Exercise inputs START

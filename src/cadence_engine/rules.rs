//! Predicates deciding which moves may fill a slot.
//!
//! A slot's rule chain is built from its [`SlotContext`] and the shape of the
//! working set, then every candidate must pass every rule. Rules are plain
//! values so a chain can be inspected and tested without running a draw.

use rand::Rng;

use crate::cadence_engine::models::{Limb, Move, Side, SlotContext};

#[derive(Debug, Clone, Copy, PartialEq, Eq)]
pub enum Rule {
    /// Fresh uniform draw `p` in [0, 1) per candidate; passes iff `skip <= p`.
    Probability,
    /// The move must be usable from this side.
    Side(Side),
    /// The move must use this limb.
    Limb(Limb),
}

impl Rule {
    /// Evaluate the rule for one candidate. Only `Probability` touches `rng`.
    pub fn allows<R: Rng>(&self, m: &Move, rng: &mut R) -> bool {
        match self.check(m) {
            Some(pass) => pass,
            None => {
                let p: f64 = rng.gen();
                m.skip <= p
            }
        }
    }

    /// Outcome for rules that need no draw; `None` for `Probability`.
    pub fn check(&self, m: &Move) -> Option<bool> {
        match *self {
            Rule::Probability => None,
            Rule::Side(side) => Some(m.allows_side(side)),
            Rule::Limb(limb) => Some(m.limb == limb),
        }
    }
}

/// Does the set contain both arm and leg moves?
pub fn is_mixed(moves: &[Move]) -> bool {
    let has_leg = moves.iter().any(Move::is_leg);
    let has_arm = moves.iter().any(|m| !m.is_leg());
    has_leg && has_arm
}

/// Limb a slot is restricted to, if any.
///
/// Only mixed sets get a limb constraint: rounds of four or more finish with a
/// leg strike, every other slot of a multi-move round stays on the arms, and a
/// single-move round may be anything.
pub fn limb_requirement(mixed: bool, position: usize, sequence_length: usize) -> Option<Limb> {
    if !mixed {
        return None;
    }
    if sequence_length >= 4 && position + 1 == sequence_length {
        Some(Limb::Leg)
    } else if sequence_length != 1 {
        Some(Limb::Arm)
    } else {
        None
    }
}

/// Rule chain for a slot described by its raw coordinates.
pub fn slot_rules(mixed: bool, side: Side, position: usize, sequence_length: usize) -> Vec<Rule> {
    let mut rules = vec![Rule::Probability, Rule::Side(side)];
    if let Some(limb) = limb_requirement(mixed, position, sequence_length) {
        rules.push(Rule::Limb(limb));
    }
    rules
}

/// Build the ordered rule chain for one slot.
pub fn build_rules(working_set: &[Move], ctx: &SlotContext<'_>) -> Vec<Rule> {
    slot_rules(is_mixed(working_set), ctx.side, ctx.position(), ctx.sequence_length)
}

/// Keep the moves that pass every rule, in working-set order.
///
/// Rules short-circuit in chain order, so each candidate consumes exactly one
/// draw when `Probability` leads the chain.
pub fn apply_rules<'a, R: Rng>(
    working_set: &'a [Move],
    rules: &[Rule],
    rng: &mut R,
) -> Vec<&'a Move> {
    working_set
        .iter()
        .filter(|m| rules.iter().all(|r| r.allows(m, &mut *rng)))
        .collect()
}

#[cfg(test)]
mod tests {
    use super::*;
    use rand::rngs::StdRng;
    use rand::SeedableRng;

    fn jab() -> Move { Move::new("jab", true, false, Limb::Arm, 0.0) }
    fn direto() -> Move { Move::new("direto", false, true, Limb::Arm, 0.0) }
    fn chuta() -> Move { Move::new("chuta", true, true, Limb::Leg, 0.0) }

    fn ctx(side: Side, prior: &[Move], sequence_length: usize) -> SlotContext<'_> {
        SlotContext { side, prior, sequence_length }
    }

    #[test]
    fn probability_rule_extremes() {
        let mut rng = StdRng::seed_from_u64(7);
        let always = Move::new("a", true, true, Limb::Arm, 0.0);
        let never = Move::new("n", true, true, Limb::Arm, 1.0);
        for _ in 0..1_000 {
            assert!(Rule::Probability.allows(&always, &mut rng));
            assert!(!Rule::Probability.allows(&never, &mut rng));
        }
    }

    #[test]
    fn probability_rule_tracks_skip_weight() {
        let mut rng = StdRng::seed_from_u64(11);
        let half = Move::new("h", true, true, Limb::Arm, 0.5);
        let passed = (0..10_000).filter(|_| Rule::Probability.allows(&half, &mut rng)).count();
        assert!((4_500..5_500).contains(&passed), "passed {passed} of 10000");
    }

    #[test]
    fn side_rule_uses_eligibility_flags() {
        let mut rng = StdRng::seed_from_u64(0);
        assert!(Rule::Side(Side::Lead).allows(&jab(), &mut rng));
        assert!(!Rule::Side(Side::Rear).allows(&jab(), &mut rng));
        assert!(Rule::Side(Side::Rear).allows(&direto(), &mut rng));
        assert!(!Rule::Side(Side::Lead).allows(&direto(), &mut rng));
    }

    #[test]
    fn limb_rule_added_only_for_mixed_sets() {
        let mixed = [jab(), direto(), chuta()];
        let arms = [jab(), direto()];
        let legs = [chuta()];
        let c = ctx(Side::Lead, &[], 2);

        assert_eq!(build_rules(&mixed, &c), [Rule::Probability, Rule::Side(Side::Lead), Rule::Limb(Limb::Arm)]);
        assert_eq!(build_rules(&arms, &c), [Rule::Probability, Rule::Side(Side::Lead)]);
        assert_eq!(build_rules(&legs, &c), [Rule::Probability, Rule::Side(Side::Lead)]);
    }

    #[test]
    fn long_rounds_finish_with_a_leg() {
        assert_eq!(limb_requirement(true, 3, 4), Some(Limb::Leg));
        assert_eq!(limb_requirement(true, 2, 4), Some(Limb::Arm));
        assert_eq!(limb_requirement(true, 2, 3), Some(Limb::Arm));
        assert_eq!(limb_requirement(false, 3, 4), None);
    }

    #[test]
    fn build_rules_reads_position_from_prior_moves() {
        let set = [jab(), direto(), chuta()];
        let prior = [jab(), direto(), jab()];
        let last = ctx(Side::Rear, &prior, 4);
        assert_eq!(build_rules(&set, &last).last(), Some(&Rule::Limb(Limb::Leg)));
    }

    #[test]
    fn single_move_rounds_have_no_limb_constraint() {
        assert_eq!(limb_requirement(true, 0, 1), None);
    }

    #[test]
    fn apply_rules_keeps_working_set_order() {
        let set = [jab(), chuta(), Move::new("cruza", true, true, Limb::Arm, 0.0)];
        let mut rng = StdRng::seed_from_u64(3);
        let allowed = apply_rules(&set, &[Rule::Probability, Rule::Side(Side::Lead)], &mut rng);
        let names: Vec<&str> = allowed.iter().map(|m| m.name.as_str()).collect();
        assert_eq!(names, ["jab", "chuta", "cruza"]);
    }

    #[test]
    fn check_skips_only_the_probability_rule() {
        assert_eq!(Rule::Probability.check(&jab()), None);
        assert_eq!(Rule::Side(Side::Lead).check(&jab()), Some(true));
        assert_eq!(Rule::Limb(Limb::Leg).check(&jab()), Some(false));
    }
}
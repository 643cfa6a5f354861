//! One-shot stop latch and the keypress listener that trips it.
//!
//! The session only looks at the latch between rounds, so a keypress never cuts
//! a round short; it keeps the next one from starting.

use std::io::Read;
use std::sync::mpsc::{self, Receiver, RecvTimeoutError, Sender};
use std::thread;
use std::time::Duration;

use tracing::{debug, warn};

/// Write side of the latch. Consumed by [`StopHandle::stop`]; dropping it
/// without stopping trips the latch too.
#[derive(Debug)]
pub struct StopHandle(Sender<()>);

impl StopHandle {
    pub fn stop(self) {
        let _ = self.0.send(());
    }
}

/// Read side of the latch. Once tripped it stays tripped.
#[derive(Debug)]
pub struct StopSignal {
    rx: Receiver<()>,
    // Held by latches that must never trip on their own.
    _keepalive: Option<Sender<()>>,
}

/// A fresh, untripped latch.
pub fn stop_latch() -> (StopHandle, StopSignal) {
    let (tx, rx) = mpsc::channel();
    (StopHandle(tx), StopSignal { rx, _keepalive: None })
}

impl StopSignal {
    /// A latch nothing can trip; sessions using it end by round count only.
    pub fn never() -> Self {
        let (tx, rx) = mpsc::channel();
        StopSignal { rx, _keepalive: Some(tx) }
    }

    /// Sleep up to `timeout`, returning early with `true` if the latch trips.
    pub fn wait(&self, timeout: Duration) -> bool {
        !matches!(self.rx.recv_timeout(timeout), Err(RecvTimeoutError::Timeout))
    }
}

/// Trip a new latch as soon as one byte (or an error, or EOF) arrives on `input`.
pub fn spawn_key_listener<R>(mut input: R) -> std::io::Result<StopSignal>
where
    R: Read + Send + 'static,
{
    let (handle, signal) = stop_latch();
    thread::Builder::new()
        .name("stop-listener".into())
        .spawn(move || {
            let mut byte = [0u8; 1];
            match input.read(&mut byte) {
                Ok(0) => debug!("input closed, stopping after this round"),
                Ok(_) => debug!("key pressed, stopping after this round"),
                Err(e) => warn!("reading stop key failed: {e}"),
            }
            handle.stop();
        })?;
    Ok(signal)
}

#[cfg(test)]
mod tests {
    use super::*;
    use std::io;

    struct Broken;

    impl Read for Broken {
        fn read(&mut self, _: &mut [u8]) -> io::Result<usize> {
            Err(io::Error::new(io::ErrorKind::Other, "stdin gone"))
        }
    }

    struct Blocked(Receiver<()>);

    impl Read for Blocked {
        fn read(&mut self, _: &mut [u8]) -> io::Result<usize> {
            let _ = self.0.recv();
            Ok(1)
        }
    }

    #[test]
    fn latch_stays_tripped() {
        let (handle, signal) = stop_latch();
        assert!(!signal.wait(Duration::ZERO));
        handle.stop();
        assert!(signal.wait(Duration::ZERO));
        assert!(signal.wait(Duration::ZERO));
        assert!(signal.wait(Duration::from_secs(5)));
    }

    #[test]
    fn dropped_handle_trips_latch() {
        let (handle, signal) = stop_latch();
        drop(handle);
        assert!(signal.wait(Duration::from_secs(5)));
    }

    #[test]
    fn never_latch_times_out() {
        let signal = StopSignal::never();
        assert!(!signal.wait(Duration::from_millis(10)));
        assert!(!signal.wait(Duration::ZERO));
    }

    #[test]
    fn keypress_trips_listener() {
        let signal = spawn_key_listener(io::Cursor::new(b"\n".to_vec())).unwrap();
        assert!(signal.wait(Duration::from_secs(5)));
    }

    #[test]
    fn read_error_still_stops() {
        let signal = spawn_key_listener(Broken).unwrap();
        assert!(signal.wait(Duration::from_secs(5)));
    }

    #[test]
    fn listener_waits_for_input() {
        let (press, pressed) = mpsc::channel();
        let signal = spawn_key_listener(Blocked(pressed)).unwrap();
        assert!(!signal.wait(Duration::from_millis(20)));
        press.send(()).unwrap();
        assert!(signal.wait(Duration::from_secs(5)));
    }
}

Exercise inputs END
Exercise inputs START

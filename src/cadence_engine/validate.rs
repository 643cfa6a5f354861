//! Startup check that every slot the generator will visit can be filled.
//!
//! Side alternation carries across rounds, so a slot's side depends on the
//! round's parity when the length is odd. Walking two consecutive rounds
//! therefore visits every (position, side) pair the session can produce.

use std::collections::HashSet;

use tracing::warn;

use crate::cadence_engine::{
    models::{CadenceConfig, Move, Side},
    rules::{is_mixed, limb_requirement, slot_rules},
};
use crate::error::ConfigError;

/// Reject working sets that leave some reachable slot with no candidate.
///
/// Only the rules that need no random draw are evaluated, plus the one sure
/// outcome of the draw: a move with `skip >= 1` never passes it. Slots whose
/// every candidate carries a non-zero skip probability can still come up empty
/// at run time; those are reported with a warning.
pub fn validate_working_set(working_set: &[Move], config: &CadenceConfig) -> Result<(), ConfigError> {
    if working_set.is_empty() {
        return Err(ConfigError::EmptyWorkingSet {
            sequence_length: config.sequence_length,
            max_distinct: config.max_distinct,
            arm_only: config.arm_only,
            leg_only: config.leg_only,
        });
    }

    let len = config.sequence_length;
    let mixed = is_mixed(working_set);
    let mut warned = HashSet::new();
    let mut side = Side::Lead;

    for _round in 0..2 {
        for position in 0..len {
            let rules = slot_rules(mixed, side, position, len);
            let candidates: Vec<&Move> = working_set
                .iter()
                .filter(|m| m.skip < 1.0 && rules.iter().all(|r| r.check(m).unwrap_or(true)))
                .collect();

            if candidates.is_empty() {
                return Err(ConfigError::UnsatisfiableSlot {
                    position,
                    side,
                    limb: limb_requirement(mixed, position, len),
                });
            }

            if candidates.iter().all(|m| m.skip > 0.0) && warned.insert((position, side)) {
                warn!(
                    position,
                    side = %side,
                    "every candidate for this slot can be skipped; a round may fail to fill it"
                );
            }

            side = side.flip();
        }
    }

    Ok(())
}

Exercise inputs END

» **Exercise directions**:
Print, from the entries above, the line with "running a draw.", the line with "pub fn allows<R: Rng>(&self, m: &Move, rng: &mut" and all lines between them, exactly and with nothing else.

» **Answer section**:
//! values so a chain can be inspected and tested without running a draw.

use rand::Rng;

use crate::cadence_engine::models::{Limb, Move, Side, SlotContext};

#[derive(Debug, Clone, Copy, PartialEq, Eq)]
pub enum Rule {
    /// Fresh uniform draw `p` in [0, 1) per candidate; passes iff `skip <= p`.
    Probability,
    /// The move must be usable from this side.
    Side(Side),
    /// The move must use this limb.
    Limb(Limb),
}

impl Rule {
    /// Evaluate the rule for one candidate. Only `Probability` touches `rng`.
    pub fn allows<R: Rng>(&self, m: &Move, rng: &mut R) -> bool {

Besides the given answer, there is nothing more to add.